2. Enjoy some podcasts
Not every teenager loves to read, so Podcasts are a fabulous way to discover interesting themes and topics. The length of podcasts vary significantly from 15-20 minutes to feature length episodes; some are very long and split into series, others are broadcast regularly as complete episodes but an overarching theme linking them all together. Podcasts are a relatively new media and very popular with teenagers.
3. Stay up-to-date
It’s a good idea for your child to be able to demonstrate relevant general knowledge. They should keep an eye on the news to be aware of headline stories. During interviews, this can very often be “elevator talk” – i.e. something that is mentioned when someone meets them at reception to take them to the interview room. It may not be part of the interview, but it can have an influence. Not knowing anything about world events suggests a lack of interest, which may not be true but does not reflect well.
If they’re not sure about news articles or are struggling to get a balanced view, they could try reading opinion pieces to see what other people are saying so they can develop their own thoughts on the matter.
4. Take an online course
If there’s something that really interests them, why not take a course? Choosing to study outside of the school curriculum, and taking assessments/exams to prove knowledge, is very impressive. It shows initiative, commitment, and an ability to follow through – all desirable qualities whether the next stage is further education or finding a job.
This doesn’t have to require massive commitment; some courses and modules are very short – others are longer. What’s on offer is vast, and lots of the courses are free during lockdown. This sort of activity will stand your child in good stead when asked by potential universities or employers how they used their extra time during lockdown.
A giant master list of 4,881 tuition-free online courses on everything from Art History to Quantum Mechanics from great schools like Stanford, MIT, Columbia, and even Harvard!
With over 2,400 courses and 10 million learners, there really is something for everyone! They can learn by watching videos, listening to audio and reading articles. Methods of assessment include quizzes, tests and assignments, although they will need to ‘upgrade’ and meet the course requirements for a certificate.
Established in 1636, Harvard is the oldest University in the United States. It offers a range of free online courses in a variety of subjects. Once finished, there is an option to receive a verified course certificate for a fee.
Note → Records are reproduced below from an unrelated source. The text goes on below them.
//! CLI command implementations.

pub mod backend;
pub mod migrate;

use thiserror::Error;

/// Errors a command can end with.
#[derive(Debug, Error)]
pub enum CommandError {
    #[error("Missing environment variable: {0}")]
    MissingEnvVar(&'static str),

    #[error("Database error: {0}")]
    Database(#[from] sqlx::Error),

    #[error("Backend error: {0}")]
    Backend(#[from] climatech_admin::api::ApiError),

    #[error("Backend answered {0}")]
    BackendStatus(u16),
}

/// Read `primary`, falling back to `DATABASE_URL`.
pub(crate) fn database_url(primary: &'static str) -> Result<secrecy::SecretString, CommandError> {
    dotenvy::dotenv().ok();
    std::env::var(primary)
        .or_else(|_| std::env::var("DATABASE_URL"))
        .map(secrecy::SecretString::from)
        .map_err(|_| CommandError::MissingEnvVar(primary))
}
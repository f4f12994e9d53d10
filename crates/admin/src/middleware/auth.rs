//! Authentication extractors for admin.
//!
//! The signed-in staff member lives in the session as a [`CurrentAdmin`].
//! Handlers ask for it with [`RequireAdminAuth`]; user management also needs
//! the administrator role ([`RequireAdminRole`]).

use axum::{
    extract::FromRequestParts,
    http::{StatusCode, request::Parts},
    response::{IntoResponse, Redirect, Response},
};
use tower_sessions::Session;

use crate::error::{clear_sentry_user, set_sentry_user};
use crate::models::{CurrentAdmin, session_keys};

/// Extractor that requires a signed-in staff member.
///
/// Without one, HTML requests are redirected to the login page and `/api/`
/// requests get 401.
///
/// # Example
///
/// ```rust,ignore
/// async fn protected_handler(
///     RequireAdminAuth(admin): RequireAdminAuth,
/// ) -> impl IntoResponse {
///     format!("Hola, {}!", admin.user.name)
/// }
/// ```
pub struct RequireAdminAuth(pub CurrentAdmin);

/// Rejection when authentication is required.
#[derive(Debug, PartialEq, Eq)]
pub enum AdminAuthRejection {
    /// Redirect to login page (for HTML requests).
    RedirectToLogin,
    /// Unauthorized response (for API requests).
    Unauthorized,
    /// Signed in, but the role is not enough.
    Forbidden,
}

impl IntoResponse for AdminAuthRejection {
    fn into_response(self) -> Response {
        match self {
            Self::RedirectToLogin => Redirect::to("/auth/login").into_response(),
            Self::Unauthorized => StatusCode::UNAUTHORIZED.into_response(),
            Self::Forbidden => (
                StatusCode::FORBIDDEN,
                "Solo los administradores pueden gestionar usuarios",
            )
                .into_response(),
        }
    }
}

async fn current_admin(parts: &Parts) -> Result<CurrentAdmin, AdminAuthRejection> {
    let session = parts
        .extensions
        .get::<Session>()
        .ok_or(AdminAuthRejection::Unauthorized)?;

    let admin: Option<CurrentAdmin> = session
        .get(session_keys::CURRENT_ADMIN)
        .await
        .ok()
        .flatten();

    admin.ok_or_else(|| {
        if parts.uri.path().starts_with("/api/") {
            AdminAuthRejection::Unauthorized
        } else {
            AdminAuthRejection::RedirectToLogin
        }
    })
}

impl<S> FromRequestParts<S> for RequireAdminAuth
where
    S: Send + Sync,
{
    type Rejection = AdminAuthRejection;

    async fn from_request_parts(parts: &mut Parts, _state: &S) -> Result<Self, Self::Rejection> {
        let admin = current_admin(parts).await?;
        set_sentry_user(admin.user.id.as_i64(), Some(&admin.user.email));
        Ok(Self(admin))
    }
}

/// Extractor that requires the administrator role.
pub struct RequireAdminRole(pub CurrentAdmin);

impl<S> FromRequestParts<S> for RequireAdminRole
where
    S: Send + Sync,
{
    type Rejection = AdminAuthRejection;

    async fn from_request_parts(parts: &mut Parts, _state: &S) -> Result<Self, Self::Rejection> {
        let admin = current_admin(parts).await?;
        if !admin.is_admin() {
            tracing::warn!(user_id = %admin.user.id, role = %admin.user.role, "Role check failed");
            return Err(AdminAuthRejection::Forbidden);
        }
        set_sentry_user(admin.user.id.as_i64(), Some(&admin.user.email));
        Ok(Self(admin))
    }
}

/// Store the signed-in staff member, rotating the session id.
///
/// # Errors
///
/// Returns an error if the session cannot be modified.
pub async fn set_current_admin(
    session: &Session,
    admin: &CurrentAdmin,
) -> Result<(), tower_sessions::session::Error> {
    session.cycle_id().await?;
    session.insert(session_keys::CURRENT_ADMIN, admin).await
}

/// Forget the signed-in staff member (logout).
///
/// # Errors
///
/// Returns an error if the session cannot be modified.
pub async fn clear_current_admin(session: &Session) -> Result<(), tower_sessions::session::Error> {
    clear_sentry_user();
    session.flush().await
}
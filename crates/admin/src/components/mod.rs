//! Reusable UI components for admin pages.

pub mod data_table;

pub use data_table::{
    DataTableConfig, SortDir, SortValue, TableColumn, TableFilter, TableQuery, TableRow,
    TableState,
};
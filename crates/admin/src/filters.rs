//! Custom Askama template filters.

#![allow(clippy::unnecessary_wraps)]

use std::fmt::Display;

use climatech_core::Price;
use rust_decimal::Decimal;

/// Returns the current year.
///
/// Usage in templates: `{{ ""|current_year }}`
#[askama::filter_fn]
pub fn current_year(_value: impl Display, _env: &dyn askama::Values) -> askama::Result<i32> {
    use chrono::Datelike;
    Ok(chrono::Utc::now().year())
}

/// Format an amount in Colombian pesos (`$1.250.000`).
///
/// Values that are not numbers are printed unchanged.
///
/// Usage in templates: `{{ order.total|cop }}`
#[askama::filter_fn]
pub fn cop(value: impl Display, _env: &dyn askama::Values) -> askama::Result<String> {
    Ok(format_cop(&value.to_string()))
}

fn format_cop(raw: &str) -> String {
    raw.trim()
        .parse::<Decimal>()
        .map_or_else(|_| raw.to_string(), |amount| Price::cop(amount).display())
}

#[cfg(test)]
mod tests {
    use super::*;

    #[test]
    fn test_format_cop() {
        assert_eq!(format_cop("1250000"), "$1.250.000");
        assert_eq!(format_cop("1250000.40"), "$1.250.000");
        assert_eq!(format_cop("a convenir"), "a convenir");
    }
}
With over 2,900 courses on offer, MOOC offer an impressive range of free online courses available for anyone to enrol.
5. Reading / audiobooks
Reading is a brilliant opportunity for your child to find out more about their curriculum subjects, favourite areas of interest, idols, topics they enjoy that are not covered at school and pretty much anything else on the planet – including fiction. If your child isn’t a great reader (either of hardcopy books or online) no matter – they can listen to audio books instead.
Whether they choose to read around their set texts, in subject they are not studying but interest them, fictional books, biographies or personal development books, they must be able to explain what they've discovered and say how it has had an impact on them. There is little point in mentioning they have read something in an application or interview if they have nothing to say about it. Your child is looking to demonstrate that they can read, digest and summarize information, establish an opinion and express themselves. These are all transferable skills that are vital in the workplace and very useful in further study. It doesn’t matter whether your child concludes that they liked the book or not – it’s how they say it that matters.
Many universities like to see evidence of ‘wider reading’ in Personal Statements as it demonstrates passion and interest for a subject. If your child is applying to university next year, encourage them to explore books, articles and online courses on topics that relate to their chosen degree subject.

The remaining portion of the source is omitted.